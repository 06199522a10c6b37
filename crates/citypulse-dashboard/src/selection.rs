//! Request generations used to discard stale responses.
//!
//! Every new request for a slot takes a fresh ticket. A response is applied
//! only if it carries the slot's current ticket; anything older is dropped.

use std::collections::HashMap;
use std::hash::Hash;

/// Generation number attached to a request.
#[derive(Debug, Clone, Copy, PartialEq, Eq, PartialOrd, Ord, Hash)]
pub struct Ticket(u64);

impl Ticket {
    pub fn value(&self) -> u64 {
        self.0
    }
}

#[derive(Debug)]
pub struct SelectionTracker<K> {
    next: u64,
    current: HashMap<K, Ticket>,
}

impl<K: Eq + Hash + Copy> SelectionTracker<K> {
    pub fn new() -> Self {
        Self {
            next: 0,
            current: HashMap::new(),
        }
    }

    /// Issue one new ticket and make it current for every key in `keys`.
    pub fn begin(&mut self, keys: impl IntoIterator<Item = K>) -> Ticket {
        self.next += 1;
        let ticket = Ticket(self.next);
        for key in keys {
            self.current.insert(key, ticket);
        }
        ticket
    }

    pub fn is_current(&self, key: K, ticket: Ticket) -> bool {
        self.current.get(&key) == Some(&ticket)
    }
}

impl<K: Eq + Hash + Copy> Default for SelectionTracker<K> {
    fn default() -> Self {
        Self::new()
    }
}
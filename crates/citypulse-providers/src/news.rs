//! News search clients.
//!
//! GNews is the default source; NewsAPI is kept as a configurable
//! alternative. Both return the same `NewsArticle` records.

use citypulse_core::{Config, NewsSource, Provider, ProviderError};
use reqwest::Client;
use serde::Deserialize;
use tracing::instrument;

use crate::http::{require_key, send_json, trim_base};
use crate::types::{parse_timestamp, NewsArticle};

const DEFAULT_MAX_RESULTS: u32 = 9;

#[derive(Debug, Deserialize)]
struct GNewsResponse {
    #[serde(default)]
    articles: Vec<GNewsArticle>,
}

#[derive(Debug, Deserialize)]
#[serde(rename_all = "camelCase")]
struct GNewsArticle {
    title: String,
    description: Option<String>,
    content: Option<String>,
    url: String,
    image: Option<String>,
    published_at: Option<String>,
    source: Option<GNewsSource>,
}

#[derive(Debug, Deserialize)]
struct GNewsSource {
    name: Option<String>,
}

impl From<GNewsArticle> for NewsArticle {
    fn from(raw: GNewsArticle) -> Self {
        NewsArticle {
            published_at: parse_timestamp(raw.published_at.as_deref()),
            title: raw.title,
            description: raw.description,
            content: raw.content,
            url: raw.url,
            image_url: raw.image,
            source: raw
                .source
                .and_then(|s| s.name)
                .unwrap_or_else(|| "GNews".to_string()),
            author: None,
        }
    }
}

#[derive(Debug, Clone)]
pub struct GNewsClient {
    client: Client,
    base_url: String,
    api_key: Option<String>,
    language: String,
    country: String,
    max_results: u32,
}

impl GNewsClient {
    pub fn new(base_url: &str, api_key: Option<String>) -> Self {
        Self::with_client(Client::new(), base_url, api_key)
    }

    pub fn with_client(client: Client, base_url: &str, api_key: Option<String>) -> Self {
        Self {
            client,
            base_url: trim_base(base_url),
            api_key,
            language: "es".to_string(),
            country: "es".to_string(),
            max_results: DEFAULT_MAX_RESULTS,
        }
    }

    pub fn from_config(client: Client, config: &Config) -> Self {
        let settings = &config.providers.gnews;
        let mut gnews = Self::with_client(client, &settings.base_url, settings.api_key.clone());
        gnews.language = config.dashboard.language.clone();
        gnews.country = config.dashboard.country_code.to_lowercase();
        gnews.max_results = config.dashboard.news_max_results;
        gnews
    }

    #[instrument(skip(self), level = "info")]
    pub async fn search(&self, term: &str) -> Result<Vec<NewsArticle>, ProviderError> {
        let key = require_key(Provider::News, self.api_key.as_deref())?;
        let request = self
            .client
            .get(format!("{}/search", self.base_url))
            .query(&[
                ("q", term.to_string()),
                ("lang", self.language.clone()),
                ("country", self.country.clone()),
                ("max", self.max_results.to_string()),
                ("apikey", key.to_string()),
            ]);

        let raw: GNewsResponse = send_json(Provider::News, term, request).await?;
        Ok(raw.articles.into_iter().map(NewsArticle::from).collect())
    }
}

#[derive(Debug, Deserialize)]
struct NewsApiResponse {
    #[serde(default)]
    articles: Vec<NewsApiArticle>,
}

#[derive(Debug, Deserialize)]
#[serde(rename_all = "camelCase")]
struct NewsApiArticle {
    source: Option<NewsApiSource>,
    author: Option<String>,
    title: Option<String>,
    description: Option<String>,
    url: Option<String>,
    url_to_image: Option<String>,
    published_at: Option<String>,
    content: Option<String>,
}

#[derive(Debug, Deserialize)]
struct NewsApiSource {
    name: Option<String>,
}

impl NewsApiArticle {
    /// NewsAPI marks articles taken down by the publisher as "[Removed]".
    fn into_article(self) -> Option<NewsArticle> {
        let title = self.title.filter(|t| t != "[Removed]")?;
        let url = self.url?;
        Some(NewsArticle {
            published_at: parse_timestamp(self.published_at.as_deref()),
            title,
            description: self.description,
            content: self.content,
            url,
            image_url: self.url_to_image,
            source: self
                .source
                .and_then(|s| s.name)
                .unwrap_or_else(|| "NewsAPI".to_string()),
            author: self.author,
        })
    }
}

#[derive(Debug, Clone)]
pub struct NewsApiClient {
    client: Client,
    base_url: String,
    api_key: Option<String>,
    language: String,
    page_size: u32,
}

impl NewsApiClient {
    pub fn new(base_url: &str, api_key: Option<String>) -> Self {
        Self::with_client(Client::new(), base_url, api_key)
    }

    pub fn with_client(client: Client, base_url: &str, api_key: Option<String>) -> Self {
        Self {
            client,
            base_url: trim_base(base_url),
            api_key,
            language: "es".to_string(),
            page_size: DEFAULT_MAX_RESULTS,
        }
    }

    pub fn from_config(client: Client, config: &Config) -> Self {
        let settings = &config.providers.newsapi;
        let mut newsapi = Self::with_client(client, &settings.base_url, settings.api_key.clone());
        newsapi.language = config.dashboard.language.clone();
        newsapi.page_size = config.dashboard.news_max_results;
        newsapi
    }

    #[instrument(skip(self), level = "info")]
    pub async fn search(&self, term: &str) -> Result<Vec<NewsArticle>, ProviderError> {
        let key = require_key(Provider::News, self.api_key.as_deref())?;
        let request = self
            .client
            .get(format!("{}/everything", self.base_url))
            .query(&[
                ("q", term.to_string()),
                ("language", self.language.clone()),
                ("sortBy", "publishedAt".to_string()),
                ("pageSize", self.page_size.to_string()),
                ("apiKey", key.to_string()),
            ]);

        let raw: NewsApiResponse = send_json(Provider::News, term, request).await?;
        Ok(raw
            .articles
            .into_iter()
            .filter_map(NewsApiArticle::into_article)
            .collect())
    }
}

/// The news source selected in configuration.
#[derive(Debug, Clone)]
pub enum NewsClient {
    GNews(GNewsClient),
    NewsApi(NewsApiClient),
}

impl NewsClient {
    pub fn from_config(client: Client, config: &Config) -> Self {
        match config.dashboard.news_source {
            NewsSource::GNews => NewsClient::GNews(GNewsClient::from_config(client, config)),
            NewsSource::NewsApi => NewsClient::NewsApi(NewsApiClient::from_config(client, config)),
        }
    }

    pub async fn search(&self, term: &str) -> Result<Vec<NewsArticle>, ProviderError> {
        match self {
            NewsClient::GNews(gnews) => gnews.search(term).await,
            NewsClient::NewsApi(newsapi) => newsapi.search(term).await,
        }
    }
}

#[cfg(test)]
mod tests {
    use super::*;

    #[test]
    fn test_gnews_conversion() {
        let raw: GNewsArticle = serde_json::from_value(serde_json::json!({
            "title": "Madrid estrena nuevo parque",
            "description": "El ayuntamiento...",
            "content": "Texto completo",
            "url": "https://example.com/a",
            "image": "https://example.com/a.jpg",
            "publishedAt": "2024-03-01T08:00:00Z",
            "source": { "name": "El País", "url": "https://elpais.com" }
        }))
        .unwrap();

        let article = NewsArticle::from(raw);
        assert_eq!(article.source, "El País");
        assert_eq!(article.image_url.as_deref(), Some("https://example.com/a.jpg"));
        assert!(article.published_at.is_some());
        assert_eq!(article.author, None);
    }

    #[test]
    fn test_newsapi_drops_removed_articles() {
        let removed: NewsApiArticle = serde_json::from_value(serde_json::json!({
            "source": { "id": null, "name": "[Removed]" },
            "title": "[Removed]",
            "url": "https://removed.com"
        }))
        .unwrap();
        assert!(removed.into_article().is_none());

        let kept: NewsApiArticle = serde_json::from_value(serde_json::json!({
            "source": { "id": "el-mundo", "name": "El Mundo" },
            "author": "Redacción",
            "title": "Sevilla en fiestas",
            "url": "https://elmundo.es/x",
            "urlToImage": null,
            "publishedAt": "2024-04-20T18:15:00Z"
        }))
        .unwrap();
        let article = kept.into_article().unwrap();
        assert_eq!(article.author.as_deref(), Some("Redacción"));
        assert_eq!(article.source, "El Mundo");
    }

    #[test]
    fn test_news_client_follows_config() {
        let mut config = Config::default();
        assert!(matches!(
            NewsClient::from_config(Client::new(), &config),
            NewsClient::GNews(_)
        ));
        config.dashboard.news_source = NewsSource::NewsApi;
        assert!(matches!(
            NewsClient::from_config(Client::new(), &config),
            NewsClient::NewsApi(_)
        ));
    }
}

★ ★ ★ ★

### [Work order]
From the line containing "assert_eq!(article.author.as" to the last line of the records above, please write out every line exactly and add nothing.

### [Task result]
        assert_eq!(article.author.as_deref(), Some("Redacción"));
        assert_eq!(article.source, "El Mundo");
    }

    #[test]
    fn test_news_client_follows_config() {
        let mut config = Config::default();
        assert!(matches!(
            NewsClient::from_config(Client::new(), &config),
            NewsClient::GNews(_)
        ));
        config.dashboard.news_source = NewsSource::NewsApi;
        assert!(matches!(
            NewsClient::from_config(Client::new(), &config),
            NewsClient::NewsApi(_)
        ));
    }
}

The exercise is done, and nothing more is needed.